I write these words in the midst of what teachers fantasize about all year: a mid-July Hawaiian vacation with my family.

I am currently looking out on a lagoon where early risers are partaking in yoga on the beach and other type A personalities are doing exercises on surf boards in the ocean water. My family is still in the clutches of a sweet vacation slumber that is born of an intentional lack of deadlines, homework, and dogmatic schedules.

As I spend my days making sand castles with my children and sauntering amongst landscapes that are the embodiment of mystic beauty, I find myself thinking about the very thing I am supposed to be escaping. Like a planet kept in its orbit by the muscular gravitational force of the sun, my thoughts turn towards my place in this world. Yes, I am thinking of marriage and fatherhood and faith.

But I am also thinking a great deal about teaching, about my students, about the fact that I have—unbelievably—arrived at the mid-point of my teaching career. I know mid-life is generally a terrain ripe for reflecting on roads not taken and lives not lived.

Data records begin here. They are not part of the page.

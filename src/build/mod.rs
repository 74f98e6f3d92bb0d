//! External build step
//!
//! Builds the toolchain binary under test by driving the project's build
//! system (`cmake` generation followed by `make <target>`). The build system
//! is an opaque collaborator: any failure here is fatal and reported before
//! fixture discovery begins.
//!
//! Both steps run with `Command::current_dir` pointed at the build
//! directory; the harness's own working directory is never changed.

use std::path::{Path, PathBuf};
use std::process::Command;

use tracing::{debug, info};

use crate::error::{Error, Result};

/// Configuration for the out-of-band build step.
#[derive(Debug, Clone)]
pub struct BuildConfig {
    /// Directory holding the build system's state and artifacts.
    pub build_dir: PathBuf,
    /// Symbolic target name passed to the build system.
    pub target: String,
}

/// Generate build files and build the target, returning the absolute path
/// of the produced binary (`<build_dir>/<target>`).
pub fn build_target(config: &BuildConfig) -> Result<PathBuf> {
    run_step(
        &config.build_dir,
        "cmake",
        &[".."],
        "unable to generate build files",
    )?;
    run_step(
        &config.build_dir,
        "make",
        &[&config.target],
        &format!("unable to build target {}", config.target),
    )?;
    info!(target = %config.target, "build step complete");

    let binary = config.build_dir.join(&config.target);
    binary.canonicalize().map_err(|e| {
        Error::build(format!(
            "built target {} not found at {}: {}",
            config.target,
            binary.display(),
            e
        ))
    })
}

fn run_step(dir: &Path, program: &str, args: &[&str], context: &str) -> Result<()> {
    debug!(program, ?args, dir = %dir.display(), "running build step");
    let output = Command::new(program)
        .args(args)
        .current_dir(dir)
        .output()
        .map_err(|e| Error::build(format!("{context}: failed to run {program}: {e}")))?;

    if !output.status.success() {
        let stderr = String::from_utf8_lossy(&output.stderr);
        return Err(Error::build(format!("{context}: {}", stderr.trim())));
    }
    Ok(())
}
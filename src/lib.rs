//! Crucible: a conformance test harness for compiled language toolchains
//!
//! Crucible builds a toolchain binary through an external build system,
//! discovers fixture files that pair source snippets with expected outcomes,
//! runs the binary against each fixture, and compares actual behavior to the
//! expectation. In capture mode it regenerates the expectations from actual
//! behavior instead.
//!
//! # Quick Start
//!
//! ```no_run
//! use crucible::term::Reporter;
//! use crucible::{FixtureStore, Runner, Session, SessionConfig};
//!
//! fn main() -> crucible::Result<()> {
//!     let fixtures = FixtureStore::new("./tests", "t").discover()?;
//!     let runner = Runner::new("./build/toolc");
//!     let mut reporter = Reporter::stdout();
//!     let mut session = Session::new(SessionConfig::default(), &mut reporter);
//!     let tally = session.check(&fixtures, |f| runner.run(f.path()))?;
//!     std::process::exit(if tally.all_passed() { 0 } else { 1 })
//! }
//! ```
//!
//! # Module Overview
//!
//! The session pipeline flows: [`fixture`] → [`expectation`] → [`runner`] →
//! [`compare`] → [`session`]/[`term`]. The [`build`] module produces the
//! binary under test before the pipeline starts.
//!
//! | Category | Modules |
//! |----------|---------|
//! | **Core** | [`expectation`], [`compare`], [`runner`], [`error`](Error) |
//! | **Session** | [`fixture`], [`session`] |
//! | **Collaborators** | [`build`], [`term`] |

pub mod build;
pub mod compare;
pub mod error;
pub mod expectation;
pub mod fixture;
pub mod runner;
pub mod session;
pub mod term;

pub use compare::{compare, Verdict};
pub use error::{Error, Result};
pub use expectation::Expectation;
pub use fixture::{Fixture, FixtureStore};
pub use runner::{RunOutcome, Runner};
pub use session::{FailureRecord, Session, SessionConfig, Tally};

/// Crate version, from Cargo.
pub const VERSION: &str = env!("CARGO_PKG_VERSION");
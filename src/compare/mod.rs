//! Verdict derivation
//!
//! Reconciles an actual [`RunOutcome`] against a decoded [`Expectation`] and
//! returns a three-valued [`Verdict`] by value. Pass/fail is never signaled
//! through errors or panics: a failing fixture is data for the session
//! reporter, not exceptional control flow.

use crate::expectation::Expectation;
use crate::runner::RunOutcome;

/// Outcome of reconciling one fixture run with its expectation.
/// Derived once, never mutated; consumed by the session reporter.
#[derive(Debug, Clone, PartialEq, Eq)]
pub enum Verdict {
    /// Actual behavior matched the expectation.
    Pass,
    /// Mismatch, carrying the data needed for diagnosis.
    Fail {
        expectation: Expectation,
        outcome: RunOutcome,
    },
    /// The fixture was marked ignore and never executed.
    Ignored,
}

impl Verdict {
    /// True iff this verdict is a pass.
    pub fn is_pass(&self) -> bool {
        matches!(self, Verdict::Pass)
    }

    /// True iff this verdict is a failure.
    pub fn is_fail(&self) -> bool {
        matches!(self, Verdict::Fail { .. })
    }
}

/// Reconcile an actual run against its decoded expectation.
///
/// `Expectation::Ignore` never reaches this function: ignored fixtures are
/// filtered out before execution, so there is no outcome to reconcile.
///
/// Text comparison is exact. No trimming, no normalization of trailing
/// whitespace or line endings: an approximate pass criterion would mask
/// real regressions.
pub fn compare(expectation: &Expectation, outcome: RunOutcome) -> Verdict {
    match expectation {
        Expectation::Ignore => {
            debug_assert!(false, "ignored fixtures are filtered before comparison");
            Verdict::Ignored
        }
        Expectation::Failure => {
            if outcome.success() {
                Verdict::Fail {
                    expectation: expectation.clone(),
                    outcome,
                }
            } else {
                Verdict::Pass
            }
        }
        Expectation::Text(expected) => {
            if outcome.stdout_text() == *expected {
                Verdict::Pass
            } else {
                Verdict::Fail {
                    expectation: expectation.clone(),
                    outcome,
                }
            }
        }
    }
}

And yet, as I breathe the air of this tropical paradise and live out these days immersed in the bliss of vacation business, I find I am filled with an unspeakable, penetrating, transcendent joy about a great many things, a joy that should always be present as I live a supremely privileged life, but one that is often obscured behind the curtain of life’s daily minutia.

This vacation is supposed to be a time to be thankful for being released from the sturm und drang of the academic year, to rejoice that there are no classes to teach, no students to counsel, no curriculum to create or refine.

But instead I am in an almost perpetual prayer of profound thanksgiving that I get to live my life in a classroom. I am thankful because of all the blessings of this life, living the life of a teacher allows me to escape the torment of so many I know and love, the torment of living out my days with a feeling of vacuous futility, convinced that the waves I create will never be ridden by those whose lives I had hoped to improve.

To teach is to escape the fortress of insignificance that imprisons so many. The timeless need to escape this fortress (which we created for ourselves with our own ambitious hands) is omnipresent in our world and in our culture. It is the story of St. Augustine’s Confessions. It is the story in Tolstoy’s Death of Ivan Ilych. It is the story of David Dunn in M. Night Shyamalan’s Unbreakable in which Dunn’s friend and foe succinctly describes his existential illness, “Do you know what the scariest thing is? To not know your place in this world, to not know why you’re here. That’s – that’s just an awful feeling.”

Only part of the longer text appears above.